[Opening Data for processing section]

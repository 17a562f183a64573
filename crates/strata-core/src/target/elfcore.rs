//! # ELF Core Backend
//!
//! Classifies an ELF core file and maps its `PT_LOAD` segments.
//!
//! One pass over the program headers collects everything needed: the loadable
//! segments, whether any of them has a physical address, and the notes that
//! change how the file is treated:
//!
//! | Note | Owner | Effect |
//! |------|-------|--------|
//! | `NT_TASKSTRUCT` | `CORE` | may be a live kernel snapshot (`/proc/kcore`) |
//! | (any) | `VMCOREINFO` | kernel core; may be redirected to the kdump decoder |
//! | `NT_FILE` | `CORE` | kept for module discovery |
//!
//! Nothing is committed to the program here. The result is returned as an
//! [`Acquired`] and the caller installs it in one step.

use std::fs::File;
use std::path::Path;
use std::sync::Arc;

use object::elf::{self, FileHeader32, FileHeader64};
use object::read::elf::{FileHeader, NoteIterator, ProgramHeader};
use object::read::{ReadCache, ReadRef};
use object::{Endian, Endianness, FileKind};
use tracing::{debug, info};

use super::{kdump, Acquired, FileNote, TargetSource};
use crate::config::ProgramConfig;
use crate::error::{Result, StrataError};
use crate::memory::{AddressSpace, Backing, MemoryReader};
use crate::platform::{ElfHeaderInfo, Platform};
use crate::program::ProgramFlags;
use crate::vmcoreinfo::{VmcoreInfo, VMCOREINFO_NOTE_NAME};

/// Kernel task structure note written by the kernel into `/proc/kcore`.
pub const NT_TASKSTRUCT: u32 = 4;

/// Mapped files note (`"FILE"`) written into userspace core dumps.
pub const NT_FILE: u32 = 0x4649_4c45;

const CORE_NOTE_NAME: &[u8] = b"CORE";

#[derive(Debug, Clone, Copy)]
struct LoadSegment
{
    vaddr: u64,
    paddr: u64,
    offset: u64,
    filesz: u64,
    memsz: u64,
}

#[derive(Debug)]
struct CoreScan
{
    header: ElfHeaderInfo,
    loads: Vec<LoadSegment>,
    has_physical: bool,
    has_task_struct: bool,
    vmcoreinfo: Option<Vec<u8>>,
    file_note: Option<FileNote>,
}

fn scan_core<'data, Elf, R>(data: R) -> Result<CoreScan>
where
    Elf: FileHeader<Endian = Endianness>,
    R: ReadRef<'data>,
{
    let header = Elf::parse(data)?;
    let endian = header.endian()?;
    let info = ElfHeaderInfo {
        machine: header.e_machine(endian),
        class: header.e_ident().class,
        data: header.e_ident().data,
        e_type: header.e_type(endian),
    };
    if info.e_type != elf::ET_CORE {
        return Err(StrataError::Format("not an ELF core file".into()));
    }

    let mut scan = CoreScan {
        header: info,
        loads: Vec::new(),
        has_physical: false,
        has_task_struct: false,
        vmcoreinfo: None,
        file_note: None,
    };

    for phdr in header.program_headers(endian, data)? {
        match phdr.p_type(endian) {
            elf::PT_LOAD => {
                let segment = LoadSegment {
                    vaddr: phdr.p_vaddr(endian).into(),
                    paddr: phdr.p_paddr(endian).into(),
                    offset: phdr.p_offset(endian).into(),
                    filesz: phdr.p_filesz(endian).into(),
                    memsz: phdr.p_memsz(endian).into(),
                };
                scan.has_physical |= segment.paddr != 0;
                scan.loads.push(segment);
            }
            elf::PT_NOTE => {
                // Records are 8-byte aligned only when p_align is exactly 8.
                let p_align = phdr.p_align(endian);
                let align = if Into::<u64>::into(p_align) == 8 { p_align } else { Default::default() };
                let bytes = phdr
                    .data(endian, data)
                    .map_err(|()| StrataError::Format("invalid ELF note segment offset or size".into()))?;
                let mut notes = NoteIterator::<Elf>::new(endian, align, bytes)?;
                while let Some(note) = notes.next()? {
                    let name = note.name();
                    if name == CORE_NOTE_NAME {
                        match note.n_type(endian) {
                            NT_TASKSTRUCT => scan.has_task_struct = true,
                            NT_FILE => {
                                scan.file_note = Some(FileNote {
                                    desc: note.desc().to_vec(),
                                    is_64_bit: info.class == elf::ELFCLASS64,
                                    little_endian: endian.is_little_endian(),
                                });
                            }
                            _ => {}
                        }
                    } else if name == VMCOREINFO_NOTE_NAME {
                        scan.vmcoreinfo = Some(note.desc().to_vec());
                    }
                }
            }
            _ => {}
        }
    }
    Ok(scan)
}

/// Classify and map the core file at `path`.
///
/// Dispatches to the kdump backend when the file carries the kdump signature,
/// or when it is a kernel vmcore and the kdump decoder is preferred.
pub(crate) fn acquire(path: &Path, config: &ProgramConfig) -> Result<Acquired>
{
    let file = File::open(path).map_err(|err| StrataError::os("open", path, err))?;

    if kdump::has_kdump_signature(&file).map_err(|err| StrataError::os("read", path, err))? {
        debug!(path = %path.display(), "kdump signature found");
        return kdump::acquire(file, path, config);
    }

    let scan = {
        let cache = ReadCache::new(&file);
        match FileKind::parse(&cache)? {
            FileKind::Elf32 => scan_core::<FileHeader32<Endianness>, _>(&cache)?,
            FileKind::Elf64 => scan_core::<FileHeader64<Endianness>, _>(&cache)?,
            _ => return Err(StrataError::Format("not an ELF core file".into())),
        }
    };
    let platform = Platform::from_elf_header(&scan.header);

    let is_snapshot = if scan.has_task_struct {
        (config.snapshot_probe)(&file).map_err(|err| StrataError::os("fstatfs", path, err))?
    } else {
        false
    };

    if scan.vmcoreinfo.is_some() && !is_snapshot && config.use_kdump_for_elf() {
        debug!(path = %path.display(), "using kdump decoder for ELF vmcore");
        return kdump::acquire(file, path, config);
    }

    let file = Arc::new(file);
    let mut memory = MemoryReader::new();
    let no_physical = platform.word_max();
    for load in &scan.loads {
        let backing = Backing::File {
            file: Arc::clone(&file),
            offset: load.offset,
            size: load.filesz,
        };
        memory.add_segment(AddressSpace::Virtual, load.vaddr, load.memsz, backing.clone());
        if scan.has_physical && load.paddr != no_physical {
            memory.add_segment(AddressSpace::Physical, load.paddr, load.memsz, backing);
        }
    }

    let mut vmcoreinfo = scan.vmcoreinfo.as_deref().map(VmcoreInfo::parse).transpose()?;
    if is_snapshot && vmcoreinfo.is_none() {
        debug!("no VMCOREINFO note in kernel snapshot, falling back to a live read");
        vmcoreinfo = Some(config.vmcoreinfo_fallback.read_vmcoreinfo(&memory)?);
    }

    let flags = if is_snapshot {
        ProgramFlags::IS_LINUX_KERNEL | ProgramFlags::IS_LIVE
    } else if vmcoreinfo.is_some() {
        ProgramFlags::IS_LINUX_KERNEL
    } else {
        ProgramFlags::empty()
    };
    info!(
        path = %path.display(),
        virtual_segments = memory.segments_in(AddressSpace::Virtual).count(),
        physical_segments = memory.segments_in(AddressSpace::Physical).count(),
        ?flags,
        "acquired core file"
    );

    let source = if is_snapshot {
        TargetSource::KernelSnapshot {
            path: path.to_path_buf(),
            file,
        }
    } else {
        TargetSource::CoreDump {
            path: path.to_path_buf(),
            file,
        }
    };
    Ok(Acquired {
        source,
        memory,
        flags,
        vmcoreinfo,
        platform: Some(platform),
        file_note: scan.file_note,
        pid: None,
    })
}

[Closing Data for processing section]
[Opening Data for processing section]

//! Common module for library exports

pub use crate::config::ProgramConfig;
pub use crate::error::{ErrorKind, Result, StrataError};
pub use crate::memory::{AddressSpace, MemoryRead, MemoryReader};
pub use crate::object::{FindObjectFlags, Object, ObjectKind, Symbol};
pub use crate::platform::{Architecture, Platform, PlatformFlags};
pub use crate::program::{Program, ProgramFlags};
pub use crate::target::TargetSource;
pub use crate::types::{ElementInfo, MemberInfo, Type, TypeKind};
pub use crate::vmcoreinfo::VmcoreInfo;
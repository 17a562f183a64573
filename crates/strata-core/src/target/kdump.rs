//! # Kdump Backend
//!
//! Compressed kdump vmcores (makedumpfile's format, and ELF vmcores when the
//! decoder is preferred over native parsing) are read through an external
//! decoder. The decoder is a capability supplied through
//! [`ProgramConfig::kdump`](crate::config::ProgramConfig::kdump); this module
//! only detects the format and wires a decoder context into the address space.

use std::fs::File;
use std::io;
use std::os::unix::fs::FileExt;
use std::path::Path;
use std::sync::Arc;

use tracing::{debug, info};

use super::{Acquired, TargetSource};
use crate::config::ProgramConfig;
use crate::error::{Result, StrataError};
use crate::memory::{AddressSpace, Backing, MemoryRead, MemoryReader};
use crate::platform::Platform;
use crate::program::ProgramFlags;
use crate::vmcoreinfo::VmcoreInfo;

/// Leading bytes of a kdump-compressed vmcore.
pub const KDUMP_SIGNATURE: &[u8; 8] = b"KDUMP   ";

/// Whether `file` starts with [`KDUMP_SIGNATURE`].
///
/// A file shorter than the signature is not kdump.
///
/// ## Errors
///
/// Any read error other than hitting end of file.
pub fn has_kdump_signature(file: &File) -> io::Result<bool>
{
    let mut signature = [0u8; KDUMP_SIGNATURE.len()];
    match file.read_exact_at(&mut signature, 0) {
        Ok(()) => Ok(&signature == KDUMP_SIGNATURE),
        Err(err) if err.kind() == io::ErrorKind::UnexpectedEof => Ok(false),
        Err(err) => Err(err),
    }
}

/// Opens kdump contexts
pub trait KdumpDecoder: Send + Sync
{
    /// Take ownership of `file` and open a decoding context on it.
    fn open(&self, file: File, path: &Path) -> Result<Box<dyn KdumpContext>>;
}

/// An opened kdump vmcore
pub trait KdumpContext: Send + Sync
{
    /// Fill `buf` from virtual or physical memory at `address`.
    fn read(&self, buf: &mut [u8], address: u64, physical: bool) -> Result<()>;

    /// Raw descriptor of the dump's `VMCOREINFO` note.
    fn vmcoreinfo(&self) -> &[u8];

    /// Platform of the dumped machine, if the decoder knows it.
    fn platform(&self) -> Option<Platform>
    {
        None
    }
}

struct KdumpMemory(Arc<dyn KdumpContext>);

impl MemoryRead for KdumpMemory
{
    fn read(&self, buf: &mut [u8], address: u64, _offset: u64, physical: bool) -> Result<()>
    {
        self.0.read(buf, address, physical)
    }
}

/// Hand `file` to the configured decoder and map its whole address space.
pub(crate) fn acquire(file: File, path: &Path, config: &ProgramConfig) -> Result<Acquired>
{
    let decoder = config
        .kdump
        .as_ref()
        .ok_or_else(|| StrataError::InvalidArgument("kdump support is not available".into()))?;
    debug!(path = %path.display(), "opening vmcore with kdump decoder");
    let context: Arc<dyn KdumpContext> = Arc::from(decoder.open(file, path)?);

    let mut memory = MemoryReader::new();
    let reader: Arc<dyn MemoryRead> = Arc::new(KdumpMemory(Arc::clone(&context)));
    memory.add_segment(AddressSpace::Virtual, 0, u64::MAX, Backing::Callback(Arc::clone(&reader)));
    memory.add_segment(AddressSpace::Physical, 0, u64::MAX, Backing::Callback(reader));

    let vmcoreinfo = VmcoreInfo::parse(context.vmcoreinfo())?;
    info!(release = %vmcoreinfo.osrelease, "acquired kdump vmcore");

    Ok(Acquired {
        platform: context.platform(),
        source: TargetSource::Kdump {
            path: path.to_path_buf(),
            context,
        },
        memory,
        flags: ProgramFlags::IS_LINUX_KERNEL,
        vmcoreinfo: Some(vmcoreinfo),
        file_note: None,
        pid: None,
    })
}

[Closing Data for processing section]
[Opening Data for processing section]

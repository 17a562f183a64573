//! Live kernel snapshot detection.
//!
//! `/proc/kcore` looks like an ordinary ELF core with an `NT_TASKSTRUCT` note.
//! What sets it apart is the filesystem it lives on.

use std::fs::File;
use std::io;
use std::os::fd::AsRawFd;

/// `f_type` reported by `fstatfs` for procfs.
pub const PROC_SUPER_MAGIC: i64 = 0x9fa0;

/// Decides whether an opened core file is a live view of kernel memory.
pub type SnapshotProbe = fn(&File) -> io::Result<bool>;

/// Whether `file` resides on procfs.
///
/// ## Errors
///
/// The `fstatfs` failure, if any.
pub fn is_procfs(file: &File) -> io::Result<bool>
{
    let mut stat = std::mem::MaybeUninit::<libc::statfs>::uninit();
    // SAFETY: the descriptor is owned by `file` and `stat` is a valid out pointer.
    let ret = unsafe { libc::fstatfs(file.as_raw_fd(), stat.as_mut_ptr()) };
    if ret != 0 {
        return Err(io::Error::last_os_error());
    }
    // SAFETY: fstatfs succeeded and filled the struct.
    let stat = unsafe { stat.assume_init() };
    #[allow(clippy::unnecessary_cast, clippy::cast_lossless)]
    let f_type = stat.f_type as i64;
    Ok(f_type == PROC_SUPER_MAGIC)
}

[Closing Data for processing section]

### What is expected
Your task for the entries above: copy exactly the span starting with the line with "let name = note.name();" and going on through the line with "let is_snapshot = if", both lines included, and nothing else.

### Exercise result
                    let name = note.name();
                    if name == CORE_NOTE_NAME {
                        match note.n_type(endian) {
                            NT_TASKSTRUCT => scan.has_task_struct = true,
                            NT_FILE => {
                                scan.file_note = Some(FileNote {
                                    desc: note.desc().to_vec(),
                                    is_64_bit: info.class == elf::ELFCLASS64,
                                    little_endian: endian.is_little_endian(),
                                });
                            }
                            _ => {}
                        }
                    } else if name == VMCOREINFO_NOTE_NAME {
                        scan.vmcoreinfo = Some(note.desc().to_vec());
                    }
                }
            }
            _ => {}
        }
    }
    Ok(scan)
}

/// Classify and map the core file at `path`.
///
/// Dispatches to the kdump backend when the file carries the kdump signature,
/// or when it is a kernel vmcore and the kdump decoder is preferred.
pub(crate) fn acquire(path: &Path, config: &ProgramConfig) -> Result<Acquired>
{
    let file = File::open(path).map_err(|err| StrataError::os("open", path, err))?;

    if kdump::has_kdump_signature(&file).map_err(|err| StrataError::os("read", path, err))? {
        debug!(path = %path.display(), "kdump signature found");
        return kdump::acquire(file, path, config);
    }

    let scan = {
        let cache = ReadCache::new(&file);
        match FileKind::parse(&cache)? {
            FileKind::Elf32 => scan_core::<FileHeader32<Endianness>, _>(&cache)?,
            FileKind::Elf64 => scan_core::<FileHeader64<Endianness>, _>(&cache)?,
            _ => return Err(StrataError::Format("not an ELF core file".into())),
        }
    };
    let platform = Platform::from_elf_header(&scan.header);

    let is_snapshot = if scan.has_task_struct {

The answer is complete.